'''
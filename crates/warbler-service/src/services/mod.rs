//! Business logic services

pub mod auth;
pub mod context;
pub mod error;
pub mod follow;
pub mod message;
pub mod user;

pub use auth::AuthService;
pub use context::{ServiceContext, ServiceContextBuilder};
pub use error::{ServiceError, ServiceResult};
pub use follow::FollowService;
pub use message::MessageService;
pub use user::UserService;
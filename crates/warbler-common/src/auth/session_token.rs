//! Signed session tokens
//!
//! A token is an HS256 JWT naming the user (`sub`) and the server-side
//! session (`sid`). The token alone is not enough to authenticate: the
//! session must still exist in the session store.

use jsonwebtoken::{decode, encode, errors::ErrorKind, DecodingKey, EncodingKey, Header, Validation};
use serde::{Deserialize, Serialize};
use warbler_core::{Session, Snowflake};

use crate::config::MAX_SESSION_TTL_SECONDS;
use crate::error::AppError;

/// JWT claims carried by a session token
#[derive(Debug, Clone, PartialEq, Eq, Serialize, Deserialize)]
pub struct SessionClaims {
    /// User ID
    pub sub: String,
    /// Session ID
    pub sid: String,
    pub iat: i64,
    pub exp: i64,
}

impl SessionClaims {
    /// # Errors
    /// Returns `AppError::InvalidToken` if the subject is not a Snowflake
    pub fn user_id(&self) -> Result<Snowflake, AppError> {
        Snowflake::parse(&self.sub).map_err(|_| AppError::InvalidToken)
    }

    #[must_use]
    pub fn session_id(&self) -> &str {
        &self.sid
    }
}

/// Issues and verifies session tokens
#[derive(Clone)]
pub struct SessionTokenService {
    encoding_key: EncodingKey,
    decoding_key: DecodingKey,
    ttl_seconds: i64,
}

impl SessionTokenService {
    /// `ttl_seconds` is clamped to between one second and ten years
    #[must_use]
    pub fn new(secret: &str, ttl_seconds: i64) -> Self {
        Self {
            encoding_key: EncodingKey::from_secret(secret.as_bytes()),
            decoding_key: DecodingKey::from_secret(secret.as_bytes()),
            ttl_seconds: ttl_seconds.clamp(1, MAX_SESSION_TTL_SECONDS),
        }
    }

    /// Lifetime of newly created sessions
    #[must_use]
    pub fn ttl_seconds(&self) -> i64 {
        self.ttl_seconds
    }

    /// Sign a token for the given session; it expires with the session
    ///
    /// # Errors
    /// Returns an error if token encoding fails
    pub fn issue(&self, session: &Session) -> Result<String, AppError> {
        let claims = SessionClaims {
            sub: session.user_id.to_string(),
            sid: session.id.clone(),
            iat: session.created_at.timestamp(),
            exp: session.expires_at.timestamp(),
        };

        encode(&Header::default(), &claims, &self.encoding_key)
            .map_err(|e| AppError::internal(anyhow::anyhow!("Failed to encode session token: {e}")))
    }

    /// Verify signature and expiry, returning the claims
    ///
    /// # Errors
    /// Returns `TokenExpired` for expired tokens and `InvalidToken` otherwise
    pub fn decode(&self, token: &str) -> Result<SessionClaims, AppError> {
        decode::<SessionClaims>(token, &self.decoding_key, &Validation::default())
            .map(|data| data.claims)
            .map_err(|e| match e.kind() {
                ErrorKind::ExpiredSignature => AppError::TokenExpired,
                _ => AppError::InvalidToken,
            })
    }
}

impl std::fmt::Debug for SessionTokenService {
    fn fmt(&self, f: &mut std::fmt::Formatter<'_>) -> std::fmt::Result {
        f.debug_struct("SessionTokenService")
            .field("ttl_seconds", &self.ttl_seconds)
            .finish_non_exhaustive()
    }
}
'''
> [TO DO]:
From the listing above, return the lines starting at the one with "pub fn issue(&self, session: &Session)" and ending at the one with "pub fn decode(&self, token: &str)", both kept, exactly as they appear and nothing more.

> [WRITTEN RESPONSE]:
    pub fn issue(&self, session: &Session) -> Result<String, AppError> {
        let claims = SessionClaims {
            sub: session.user_id.to_string(),
            sid: session.id.clone(),
            iat: session.created_at.timestamp(),
            exp: session.expires_at.timestamp(),
        };

        encode(&Header::default(), &claims, &self.encoding_key)
            .map_err(|e| AppError::internal(anyhow::anyhow!("Failed to encode session token: {e}")))
    }

    /// Verify signature and expiry, returning the claims
    ///
    /// # Errors
    /// Returns `TokenExpired` for expired tokens and `InvalidToken` otherwise
    pub fn decode(&self, token: &str) -> Result<SessionClaims, AppError> {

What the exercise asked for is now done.